Perhaps the most ambitious effort by an education foundation in Florida is an initiative by the Pinellas County Education Foundation. In a white paper called “Students First — A Case for Change in Pinellas County Schools,” the foundation outlined the dimensions of a crisis: Some 62% of the county’s high schools are “dropout factories” — schools where a majority or near-majority of children who enter the ninth grade don’t graduate. Other statistics: Some 35 of the nation’s 50 biggest school districts have better graduation rates than Pinellas. Nearly 70% of the district’s students performed below grade level in reading in 2006-07.
To improve the schools’ performance, the foundation is pushing two broad concepts: One, a re-emphasis on career and technical education modeled after the program introduced by state Sen. Don Gaetz when he was superintendent of the Okaloosa County schools. By keeping the tech students in their regular schools, Gaetz’s CHOICE program removed the stigma attached to career and technical education as a “less-than” option. And it made technical education relevant by giving students real-life job training and graduating them with nationally recognized certificates. Local businesspeople help design and teach the training programs. “An employer may or may not have a clear sense of what a high school diploma means these days,” says the Pinellas foundation’s executive director, Terry Boehm. “But he knows exactly what it means if a prospective employee has a Microsoft certification.’’
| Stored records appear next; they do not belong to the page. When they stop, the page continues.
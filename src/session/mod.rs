//! Session context — the engine's single owner of state
//!
//! A [`Session`] wires the pieces together for one open data context: the
//! series store, the streaming buffer, the window engine, a data source,
//! and a render sink. There is no module-level registry anywhere in the
//! crate; everything a session knows lives in the session value.
//!
//! # Execution model
//!
//! All mutation happens on the caller's thread. Fetch completions and
//! streaming frames arrive on a channel and are applied only inside
//! [`Session::pump`], in arrival order — a late response for a window the
//! user has since left still meshes correctly, because a mesh only
//! replaces the span it covers. Nothing here suspends mid-mutation, so
//! merge/mesh/buffer operations are atomic with respect to the caller's
//! loop.
//!
//! # Failure handling
//!
//! A response that omits a requested series, or carries a malformed one,
//! degrades only that series: it is logged and skipped, and every other
//! series in the batch proceeds. Skips are counted in [`ApplyStats`] so
//! callers can surface them.

use crate::config::EngineConfig;
use crate::error::{Result, ResultExt, VitalVisError};
use crate::fetch::payload::{validate_series, FetchPayload};
use crate::fetch::source::{DataSource, FetchOutcome, FetchRequest, SourceEvent, StreamFrame};
use crate::store::{normalize, SeriesStore};
use crate::stream::StreamBuffer;
use crate::types::{DataWindow, SeriesId, SeriesScope, TimeMs};
use crate::window::{FetchPolicy, WindowEngine, ZoomDebouncer, ZoomDirection};
use crossbeam_channel::{Receiver, TryRecvError};
use std::collections::HashSet;
use std::time::Duration;

/// How the outermost (fully zoomed-out) window is derived.
#[derive(Debug, Clone, Copy, PartialEq, Eq)]
pub enum ViewMode {
    /// A fixed, fully-known data range (an opened recording)
    File {
        /// Full extents of the file's data
        extents: DataWindow,
    },
    /// A trailing window anchored to the latest streamed data
    Realtime {
        /// Width of the trailing window
        trailing_ms: i64,
    },
}

/// What the render collaborator is asked to repaint.
#[derive(Debug, Clone, PartialEq)]
pub struct RenderUpdate {
    /// The series or group whose data changed
    pub scope: SeriesScope,
    /// The window it should be painted against
    pub window: DataWindow,
}

/// Consumer of repaint requests. The engine computes data and windows;
/// pixels are someone else's problem.
#[cfg_attr(test, mockall::automock)]
pub trait RenderSink {
    /// Schedule a repaint for one scope.
    fn repaint(&mut self, update: RenderUpdate);
}

/// Outcome counters for applying one fetch response.
#[derive(Debug, Default, Clone, Copy, PartialEq, Eq)]
pub struct ApplyStats {
    /// Series successfully normalized and meshed
    pub meshed: usize,
    /// Series present in the response but rejected (malformed)
    pub skipped: usize,
    /// Requested series absent from the response
    pub missing: usize,
}

/// One open data context: store, buffer, window, source, and sink.
pub struct Session {
    config: EngineConfig,
    mode: ViewMode,
    store: SeriesStore,
    buffer: StreamBuffer,
    window: WindowEngine,
    debouncer: ZoomDebouncer,
    source: Box<dyn DataSource>,
    events: Receiver<SourceEvent>,
    sink: Box<dyn RenderSink>,
}

impl Session {
    /// Create a session. The initial window is the file extents in file
    /// mode, or an empty trailing window until streamed data arrives.
    pub fn new(
        config: EngineConfig,
        mode: ViewMode,
        source: Box<dyn DataSource>,
        events: Receiver<SourceEvent>,
        sink: Box<dyn RenderSink>,
    ) -> Result<Self> {
        config.validate()?;

        let initial = match mode {
            ViewMode::File { extents } => extents,
            ViewMode::Realtime { trailing_ms } => DataWindow::new(0, trailing_ms),
        };
        let debounce = Duration::from_millis(config.window.zoom_debounce_ms);
        let buffer = StreamBuffer::new(config.stream.max_rows_per_series);

        Ok(Self {
            store: SeriesStore::new(config.groups.clone()),
            buffer,
            window: WindowEngine::new(initial),
            debouncer: ZoomDebouncer::new(debounce),
            config,
            mode,
            source,
            events,
            sink,
        })
    }

    /// The currently visible window.
    pub fn window(&self) -> DataWindow {
        self.window.current()
    }

    /// The session's view mode.
    pub fn mode(&self) -> ViewMode {
        self.mode
    }

    /// The series store (cached rows and merged groups).
    pub fn store(&self) -> &SeriesStore {
        &self.store
    }

    /// The outermost window for the current mode: full extents in file
    /// mode, the trailing span behind the latest data in realtime mode.
    pub fn outermost_window(&self) -> Option<DataWindow> {
        match self.mode {
            ViewMode::File { extents } => Some(extents),
            ViewMode::Realtime { trailing_ms } => {
                let latest = self.store.latest_time()?;
                Some(DataWindow::new(latest - trailing_ms, latest))
            }
        }
    }

    /// Issue the first fetch for the outermost window. The window change
    /// itself is suppressed so only one fetch goes out.
    pub fn initial_load(&mut self) -> Result<()> {
        let Some(window) = self.outermost_window() else {
            tracing::info!("No data extents yet; skipping initial load");
            return Ok(());
        };
        self.window.set_window(window, FetchPolicy::Suppress);
        self.request_window(window)
    }

    /// Fetch `window` for every configured series.
    pub fn request_window(&mut self, window: DataWindow) -> Result<()> {
        let request = FetchRequest {
            series: self.config.all_series(),
            window,
        };
        tracing::debug!("Requesting {} series over {}", request.series.len(), window);
        self.source
            .request(request)
            .with_context(|| format!("Fetch request for {} failed", window))
    }

    /// Re-center on the midpoint with a new span, re-fetching on change.
    pub fn zoom_to_span(&mut self, span_ms: i64) -> Result<()> {
        if let Some(window) = self.window.zoom_to_span(span_ms, FetchPolicy::Trigger) {
            self.request_window(window)?;
        }
        Ok(())
    }

    /// Shift the window, re-fetching on change.
    pub fn pan_by(&mut self, delta_ms: i64) -> Result<()> {
        if let Some(window) = self.window.pan_by(delta_ms, FetchPolicy::Trigger) {
            self.request_window(window)?;
        }
        Ok(())
    }

    /// Grow or shrink the span by a fraction, re-fetching on change.
    pub fn zoom_by_factor(&mut self, direction: ZoomDirection, pct: f64) -> Result<()> {
        if let Some(window) = self.window.zoom_by_factor(direction, pct, FetchPolicy::Trigger) {
            self.request_window(window)?;
        }
        Ok(())
    }

    /// Wheel-driven zoom: the window moves immediately, but the re-fetch is
    /// coalesced behind the configured quiet period. Call [`Session::poll`]
    /// regularly to release it.
    pub fn wheel_zoom(&mut self, direction: ZoomDirection, pct: f64) {
        if let Some(window) = self.window.zoom_by_factor(direction, pct, FetchPolicy::Trigger) {
            self.debouncer.nudge(window);
        }
    }

    /// Release a debounced re-fetch if its quiet period has elapsed.
    pub fn poll(&mut self) -> Result<()> {
        if let Some(window) = self.debouncer.poll() {
            self.request_window(window)?;
        }
        Ok(())
    }

    /// Drain and apply every pending source event, in arrival order.
    /// Returns the number of events processed.
    pub fn pump(&mut self) -> Result<usize> {
        let mut processed = 0;
        loop {
            match self.events.try_recv() {
                Ok(SourceEvent::Fetched(outcome)) => {
                    self.apply_fetch(outcome)?;
                }
                Ok(SourceEvent::Stream(frame)) => {
                    self.ingest_frame(frame)?;
                }
                Err(TryRecvError::Empty) => return Ok(processed),
                Err(TryRecvError::Disconnected) => {
                    return Err(VitalVisError::Channel(
                        "source event channel disconnected".to_string(),
                    ));
                }
            }
            processed += 1;
        }
    }

    /// Apply one completed fetch: validate per series, normalize, mesh into
    /// the cached supersets, re-merge affected groups, schedule repaints.
    pub fn apply_fetch(&mut self, outcome: FetchOutcome) -> Result<ApplyStats> {
        let requested: HashSet<SeriesId> = outcome.request.series.into_iter().collect();
        let mut stats = ApplyStats::default();
        let mut meshed = Vec::new();

        let mut responded = HashSet::new();
        for (id, rows) in validated_rows(outcome.payload, outcome.base_time, &mut stats) {
            responded.insert(id.clone());
            match self.store.mesh_series(&id, &rows) {
                Ok(()) => meshed.push(id),
                Err(e) => {
                    tracing::error!("Skipping mesh for series '{}': {}", id, e);
                    stats.skipped += 1;
                }
            }
        }

        for id in requested {
            if !responded.contains(&id) {
                tracing::warn!("Requested series '{}' missing from response", id);
                stats.missing += 1;
            }
        }

        stats.meshed = meshed.len();
        self.finish_update(&meshed)?;
        Ok(stats)
    }

    /// Buffer one streaming frame. Data reaches the store on the next
    /// [`Session::stream_tick`].
    pub fn ingest_frame(&mut self, frame: StreamFrame) -> Result<()> {
        let mut stats = ApplyStats::default();
        for (id, rows) in validated_rows(frame.payload, frame.base_time, &mut stats) {
            self.buffer.append(&id, rows);
        }
        if stats.skipped > 0 {
            tracing::warn!("Dropped {} malformed series from stream frame", stats.skipped);
        }
        Ok(())
    }

    /// One drain tick: move everything buffered since the last tick into
    /// the store, re-merge, follow the latest data in realtime mode, and
    /// repaint. Returns whether anything was drained.
    pub fn stream_tick(&mut self) -> Result<bool> {
        let drained = self.buffer.drain_all();
        if drained.is_empty() {
            return Ok(false);
        }

        let changed: Vec<SeriesId> = drained.into_keys().collect();
        for id in &changed {
            // The buffer's retained rows are the authoritative rolling window
            self.store.replace_series(id, self.buffer.rows(id).to_vec());
        }

        if let (ViewMode::Realtime { trailing_ms }, Some(latest)) =
            (self.mode, self.store.latest_time())
        {
            // Stream data is already here; no fetch on the follow
            self.window.set_window(
                DataWindow::new(latest - trailing_ms, latest),
                FetchPolicy::Suppress,
            );
        }

        self.finish_update(&changed)?;
        Ok(true)
    }

    /// Run the streaming loop at a fixed cadence until a full tick passes
    /// with nothing arriving and nothing to drain.
    pub fn run_streaming(&mut self, interval: Duration) -> Result<()> {
        loop {
            std::thread::sleep(interval);
            let pumped = self.pump()?;
            let drained = self.stream_tick()?;
            if pumped == 0 && !drained {
                tracing::info!("Stream idle; leaving streaming loop");
                return Ok(());
            }
        }
    }

    /// Leave streaming mode: drop buffered data.
    pub fn reset_stream(&mut self) {
        self.buffer.reset();
    }

    /// Re-merge groups containing `changed` and schedule repaints for every
    /// affected scope.
    fn finish_update(&mut self, changed: &[SeriesId]) -> Result<()> {
        if changed.is_empty() {
            return Ok(());
        }

        let affected = self.store.remerge_containing(changed)?;
        let window = self.window.current();

        for group in affected {
            self.sink.repaint(RenderUpdate {
                scope: SeriesScope::Group(group),
                window,
            });
        }
        for id in changed {
            if self.store.groups_containing(id).is_empty() {
                self.sink.repaint(RenderUpdate {
                    scope: SeriesScope::Single(id.clone()),
                    window,
                });
            }
        }
        Ok(())
    }
}

/// Validate a payload series-by-series and normalize the survivors.
/// Malformed series are logged and counted, never propagated.
fn validated_rows(
    payload: FetchPayload,
    base_time: TimeMs,
    stats: &mut ApplyStats,
) -> Vec<(SeriesId, Vec<crate::types::Row>)> {
    let mut out = Vec::with_capacity(payload.series.len());
    for (id, series) in payload.series {
        let id = SeriesId(id);
        match validate_series(id.clone(), series) {
            Ok(validated) => {
                let rows = normalize(validated.rows, base_time);
                out.push((id, rows));
            }
            Err(e) => {
                tracing::error!("Rejecting series '{}': {}", id, e);
                stats.skipped += 1;
            }
        }
    }
    // HashMap iteration order is arbitrary; keep application deterministic
    out.sort_by(|a, b| a.0.cmp(&b.0));
    out
}
//! Bounded buffering for streaming mode
//!
//! Streaming payloads arrive much faster than anyone wants to re-render, so
//! arrivals and rendering are decoupled: every payload is appended here
//! immediately, and a fixed-cadence tick drains whatever accumulated since
//! the last drain. Each series retains at most a configured number of rows;
//! once over the cap, the oldest rows fall off the front.
//!
//! The buffer tracks two things per series: the retained rows (the rolling
//! window handed to re-merge) and how many of those rows have not been
//! drained yet. Eviction never reorders rows, and evicted rows that were
//! never drained simply leave the pending count.

use crate::types::{Row, SeriesId};
use std::collections::HashMap;

/// Rolling bounded buffer for one streaming session.
#[derive(Debug)]
pub struct StreamBuffer {
    max_rows: usize,
    series: HashMap<SeriesId, SeriesBuffer>,
}

#[derive(Debug, Default)]
struct SeriesBuffer {
    /// Retained rows, ascending by arrival (and therefore time).
    rows: Vec<Row>,
    /// Length of the not-yet-drained suffix of `rows`.
    pending: usize,
}

impl StreamBuffer {
    /// Create a buffer retaining at most `max_rows` rows per series.
    pub fn new(max_rows: usize) -> Self {
        Self {
            max_rows,
            series: HashMap::new(),
        }
    }

    /// The configured per-series cap.
    pub fn max_rows(&self) -> usize {
        self.max_rows
    }

    /// Append incoming rows for `id`, creating the entry on first contact,
    /// then trim the front back down to the cap.
    pub fn append(&mut self, id: &SeriesId, rows: Vec<Row>) {
        if rows.is_empty() {
            return;
        }

        let buf = self.series.entry(id.clone()).or_default();
        buf.pending += rows.len();
        buf.rows.extend(rows);

        if buf.rows.len() > self.max_rows {
            let excess = buf.rows.len() - self.max_rows;
            buf.rows.drain(..excess);
            // Rows evicted before ever being drained no longer count as pending.
            buf.pending = buf.pending.min(buf.rows.len());
            tracing::trace!("Evicted {} rows from series '{}'", excess, id);
        }
    }

    /// Return and clear the not-yet-drained increment for every series.
    ///
    /// Series with nothing pending are omitted; an empty map means the tick
    /// has nothing to do.
    pub fn drain_all(&mut self) -> HashMap<SeriesId, Vec<Row>> {
        let mut drained = HashMap::new();
        for (id, buf) in &mut self.series {
            if buf.pending == 0 {
                continue;
            }
            let start = buf.rows.len() - buf.pending;
            drained.insert(id.clone(), buf.rows[start..].to_vec());
            buf.pending = 0;
        }
        drained
    }

    /// The retained rows for `id` (at most the configured cap).
    pub fn rows(&self, id: &SeriesId) -> &[Row] {
        self.series.get(id).map(|b| b.rows.as_slice()).unwrap_or(&[])
    }

    /// Ids of all series that have received any payload.
    pub fn series_ids(&self) -> Vec<SeriesId> {
        self.series.keys().cloned().collect()
    }

    /// Number of retained rows for `id`.
    pub fn len(&self, id: &SeriesId) -> usize {
        self.series.get(id).map(|b| b.rows.len()).unwrap_or(0)
    }

    /// Whether nothing is buffered at all.
    pub fn is_empty(&self) -> bool {
        self.series.values().all(|b| b.rows.is_empty())
    }

    /// Drop everything (leaving streaming mode).
    pub fn reset(&mut self) {
        self.series.clear();
    }
}

#[cfg(test)]
mod tests {
    use super::*;

    fn rows(points: &[(i64, f64)]) -> Vec<Row> {
        points.iter().map(|&(t, v)| Row::new(t, vec![v])).collect()
    }

    #[test]
    fn test_append_example_scenario() {
        // M=2: append [[0,1]] then [[5,2],[10,3]] -> [[5,2],[10,3]]
        let mut buffer = StreamBuffer::new(2);
        let id = SeriesId::from("hr");

        buffer.append(&id, rows(&[(0, 1.0)]));
        buffer.append(&id, rows(&[(5, 2.0), (10, 3.0)]));

        assert_eq!(buffer.rows(&id), rows(&[(5, 2.0), (10, 3.0)]).as_slice());
    }

    #[test]
    fn test_bound_holds_after_any_append_sequence() {
        let mut buffer = StreamBuffer::new(10);
        let id = SeriesId::from("hr");

        for batch in 0..50 {
            let base = batch * 3;
            buffer.append(
                &id,
                rows(&[
                    (base, base as f64),
                    (base + 1, base as f64),
                    (base + 2, base as f64),
                ]),
            );
            assert!(buffer.len(&id) <= 10);
        }
    }

    #[test]
    fn test_fifo_eviction_keeps_most_recent() {
        let mut buffer = StreamBuffer::new(3);
        let id = SeriesId::from("hr");

        for t in 0..6 {
            buffer.append(&id, rows(&[(t, t as f64)]));
        }

        let times: Vec<_> = buffer.rows(&id).iter().map(|r| r.time).collect();
        assert_eq!(times, vec![3, 4, 5]);
    }

    #[test]
    fn test_drain_returns_increment_once() {
        let mut buffer = StreamBuffer::new(100);
        let id = SeriesId::from("hr");

        buffer.append(&id, rows(&[(0, 1.0), (1, 2.0)]));
        let first = buffer.drain_all();
        assert_eq!(first[&id].len(), 2);

        // Nothing new arrived; second drain is empty
        assert!(buffer.drain_all().is_empty());

        buffer.append(&id, rows(&[(2, 3.0)]));
        let second = buffer.drain_all();
        assert_eq!(second[&id], rows(&[(2, 3.0)]));

        // Retained data is unaffected by draining
        assert_eq!(buffer.len(&id), 3);
    }

    #[test]
    fn test_drain_covers_multiple_series() {
        let mut buffer = StreamBuffer::new(100);
        buffer.append(&SeriesId::from("hr"), rows(&[(0, 1.0)]));
        buffer.append(&SeriesId::from("abp"), rows(&[(0, 2.0), (1, 3.0)]));

        let drained = buffer.drain_all();
        assert_eq!(drained.len(), 2);
        assert_eq!(drained[&SeriesId::from("hr")].len(), 1);
        assert_eq!(drained[&SeriesId::from("abp")].len(), 2);
    }

    #[test]
    fn test_eviction_shrinks_pending() {
        let mut buffer = StreamBuffer::new(2);
        let id = SeriesId::from("hr");

        // 4 arrive undrained, 2 are evicted immediately; only 2 can be pending
        buffer.append(&id, rows(&[(0, 1.0), (1, 2.0), (2, 3.0), (3, 4.0)]));
        let drained = buffer.drain_all();
        assert_eq!(drained[&id], rows(&[(2, 3.0), (3, 4.0)]));
    }

    #[test]
    fn test_append_empty_is_noop() {
        let mut buffer = StreamBuffer::new(2);
        let id = SeriesId::from("hr");
        buffer.append(&id, Vec::new());

        assert!(buffer.is_empty());
        assert!(buffer.drain_all().is_empty());
    }

    #[test]
    fn test_reset_clears_everything() {
        let mut buffer = StreamBuffer::new(2);
        let id = SeriesId::from("hr");
        buffer.append(&id, rows(&[(0, 1.0)]));

        buffer.reset();
        assert!(buffer.is_empty());
        assert_eq!(buffer.len(&id), 0);
    }

    // Property-based tests using proptest
    use proptest::prelude::*;

    proptest! {
        #[test]
        fn test_bound_and_fifo_properties(
            cap in 1usize..20,
            batch_sizes in prop::collection::vec(0usize..10, 0..20)
        ) {
            let mut buffer = StreamBuffer::new(cap);
            let id = SeriesId::from("s");
            let mut arrived: Vec<i64> = Vec::new();

            for (batch_idx, &size) in batch_sizes.iter().enumerate() {
                let rows: Vec<Row> = (0..size)
                    .map(|i| Row::new((batch_idx * 100 + i) as i64, vec![0.0]))
                    .collect();
                arrived.extend(rows.iter().map(|r| r.time));
                buffer.append(&id, rows);

                // Bound invariant
                prop_assert!(buffer.len(&id) <= cap);

                // FIFO: retained rows are exactly the most recent arrivals
                let keep = arrived.len().min(cap);
                let expected = &arrived[arrived.len() - keep..];
                let times: Vec<i64> = buffer.rows(&id).iter().map(|r| r.time).collect();
                prop_assert_eq!(times.as_slice(), expected);
            }
        }
    }
}
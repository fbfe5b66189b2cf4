//! Visible window tracking and zoom/pan mechanics
//!
//! [`WindowEngine`] owns the currently visible time range and computes the
//! new range for every navigation gesture. A successful change normally
//! means the new span should be re-fetched at matching resolution, so each
//! mutating operation hands back the window to fetch — unless the caller
//! suppresses it because it is about to issue its own fetch (initial load).
//!
//! Mousewheel zoom fires many times per second; re-fetching per tick would
//! hammer the data source. [`ZoomDebouncer`] coalesces those gestures and
//! releases only the final window after a quiet period.

use crate::config::MIN_ZOOM_SPAN_MS;
use crate::types::DataWindow;
use std::time::{Duration, Instant};

/// Whether a factor zoom moves in or out.
#[derive(Debug, Clone, Copy, PartialEq, Eq)]
pub enum ZoomDirection {
    /// Shrink the span (more detail)
    In,
    /// Grow the span (more context)
    Out,
}

/// Whether a successful window change should request a re-fetch.
#[derive(Debug, Clone, Copy, PartialEq, Eq)]
pub enum FetchPolicy {
    /// Hand the changed window back so the caller fetches it
    Trigger,
    /// Swallow the fetch; the caller handles data itself
    Suppress,
}

/// Tracks the visible window and derives new windows for pan/zoom.
#[derive(Debug, Clone)]
pub struct WindowEngine {
    current: DataWindow,
}

impl WindowEngine {
    /// Create an engine showing `initial`.
    pub fn new(initial: DataWindow) -> Self {
        Self { current: initial }
    }

    /// The currently visible window.
    pub fn current(&self) -> DataWindow {
        self.current
    }

    /// Re-center the window on its midpoint with a new span.
    ///
    /// No-ops (returns `None`) when the recomputed window equals the
    /// current one, so repeated identical gestures don't re-fetch.
    pub fn zoom_to_span(&mut self, span_ms: i64, policy: FetchPolicy) -> Option<DataWindow> {
        self.apply(self.current.recentered(span_ms), policy)
    }

    /// Shift both bounds by `delta_ms` (negative pans back in time).
    pub fn pan_by(&mut self, delta_ms: i64, policy: FetchPolicy) -> Option<DataWindow> {
        self.apply(self.current.shifted(delta_ms), policy)
    }

    /// Grow or shrink the span by a fraction `pct` of itself, keeping the
    /// midpoint. Rejects zooms that would collapse the span below the
    /// minimum.
    pub fn zoom_by_factor(
        &mut self,
        direction: ZoomDirection,
        pct: f64,
        policy: FetchPolicy,
    ) -> Option<DataWindow> {
        let span = self.current.span();
        let delta = (span as f64 * pct).round() as i64;
        let new_span = match direction {
            ZoomDirection::In => span - delta,
            ZoomDirection::Out => span + delta,
        };

        if new_span < MIN_ZOOM_SPAN_MS {
            tracing::warn!(
                "Rejecting zoom: span {}ms would fall below {}ms",
                new_span,
                MIN_ZOOM_SPAN_MS
            );
            return None;
        }

        self.apply(self.current.recentered(new_span), policy)
    }

    /// Jump to an explicit window (outermost restore, realtime follow).
    pub fn set_window(&mut self, window: DataWindow, policy: FetchPolicy) -> Option<DataWindow> {
        self.apply(window, policy)
    }

    fn apply(&mut self, window: DataWindow, policy: FetchPolicy) -> Option<DataWindow> {
        if window == self.current {
            return None;
        }
        self.current = window;
        match policy {
            FetchPolicy::Trigger => Some(window),
            FetchPolicy::Suppress => None,
        }
    }
}

/// Coalesces rapid zoom gestures behind a quiet period.
///
/// Every gesture calls [`ZoomDebouncer::nudge`] with the window it landed
/// on; [`ZoomDebouncer::poll`] releases the latest window once no gesture
/// has arrived for the configured quiet duration.
#[derive(Debug)]
pub struct ZoomDebouncer {
    quiet: Duration,
    pending: Option<DataWindow>,
    last_nudge: Option<Instant>,
}

impl ZoomDebouncer {
    /// Create a debouncer with the given quiet period.
    pub fn new(quiet: Duration) -> Self {
        Self {
            quiet,
            pending: None,
            last_nudge: None,
        }
    }

    /// Record a gesture that moved the view to `window`.
    pub fn nudge(&mut self, window: DataWindow) {
        self.nudge_at(window, Instant::now());
    }

    /// Release the coalesced window if the quiet period has elapsed.
    pub fn poll(&mut self) -> Option<DataWindow> {
        self.poll_at(Instant::now())
    }

    /// Whether a gesture is waiting for its quiet period.
    pub fn is_pending(&self) -> bool {
        self.pending.is_some()
    }

    fn nudge_at(&mut self, window: DataWindow, now: Instant) {
        self.pending = Some(window);
        self.last_nudge = Some(now);
    }

    fn poll_at(&mut self, now: Instant) -> Option<DataWindow> {
        let last = self.last_nudge?;
        if now.duration_since(last) < self.quiet {
            return None;
        }
        self.last_nudge = None;
        self.pending.take()
    }
}
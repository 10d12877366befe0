//! Gateway abstraction over a versioned key-value ledger.
//!
//! This crate defines [`LedgerGateway`], the interface boundary between the
//! asset registry's business logic and the external ledger that provides
//! consensus, durability, and transaction ordering. The registry core is
//! written against this trait; production deployments bind it to their
//! ledger host, tests and development bind it to [`MemoryLedger`].
//!
//! # Architecture
//!
//! ```text
//! ┌─────────────────────────────────────────────┐
//! │              Registry core                  │
//! │  lifecycle │ query compiler │ page walker   │
//! ├─────────────────────────────────────────────┤
//! │              LedgerGateway                  │
//! │  get / put / delete │ rich query │ history  │
//! ├─────────────────────────────────────────────┤
//! │            Ledger host (external)           │
//! │  consensus │ durability │ tx ordering       │
//! └─────────────────────────────────────────────┘
//! ```
//!
//! # Cursors
//!
//! Rich queries and history reads hand back cursors over ledger-side
//! resources. Cursors release their resources on drop, so the scoped-close
//! discipline holds on every exit path, early returns and errors included.
//!
//! # Quick Start
//!
//! ```
//! use formledger_ledger::{LedgerGateway, MemoryLedger};
//!
//! #[tokio::main]
//! async fn main() -> Result<(), Box<dyn std::error::Error>> {
//!     let ledger = MemoryLedger::new();
//!
//!     ledger.put("asset-1", br#"{"id":"asset-1"}"#.to_vec()).await?;
//!
//!     let mut scan = ledger.query_with_cursor(r#"{"selector":{}}"#, 10, "").await?;
//!     assert!(scan.records.next()?.is_some());
//!     assert_eq!(scan.bookmark, "");
//!
//!     Ok(())
//! }
//! ```

#![deny(unsafe_code)]
#![warn(missing_docs)]

mod error;
mod gateway;
mod memory;
pub(crate) mod selector;
mod types;

/// Gateway error types and result alias.
pub use error::{BoxError, GatewayError, GatewayResult};
/// The gateway trait and its cursor types.
pub use gateway::{HistoryCursor, LedgerGateway, QueryScan, RecordCursor};
/// In-memory reference implementation.
pub use memory::MemoryLedger;
/// Shared value types.
pub use types::{HistoryEntry, KeyValue};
The foundation also is pushing decentralization of school management, with principals given control over hiring and their schools’ budgets. By driving decision-making to the school level, Boehm says, principals can better take advantage of teachers’ strengths, using methods and curricula that work best for that school’s students rather than simply following directives handed down from the district. School-based management is an “economic necessity” if schools are to run more efficiently, Boehm says. “How can a principal help control costs if she doesn’t know what her school’s light bill is?” he asks.
On the “heart” side of reasons to change, Boehm says, is the loss to society incurred when a student gives up on school. On the “wallet” side is the loss of some $4,000 in per-student funding from the state, and the additional costs that dropouts impose in terms of increased social services, jail and lower earnings. One calculation, says Boehm, reckons that if the male student dropout rate could be reduced by 5% a year, the state would net $500 million a year.
As it has stepped from a support role into advocacy, the Pinellas foundation has relied on strong, well-respected business leaders on its board who have helped marshal community support — and who also made sure that the Case for Change was part of the discussion during recent school board elections and the hiring of a new superintendent, who supports decentralization. This month, the district will release its strategic plan for implementing site-based management.
There’s a ways yet to go. The effort will require a long-term commitment from the school board and lots of training for a new generation of principals. And not everybody is welcoming it with open arms. Boehm advises other foundations to “tread lightly” if they decide to step into the advocate’s role. “You have to be focused and tenacious, and you have to be data-driven.” He’s confident that school leaders and the foundation can sustain the effort, and he knows the effort is needed. “We’re not there yet, but we’re working on it.”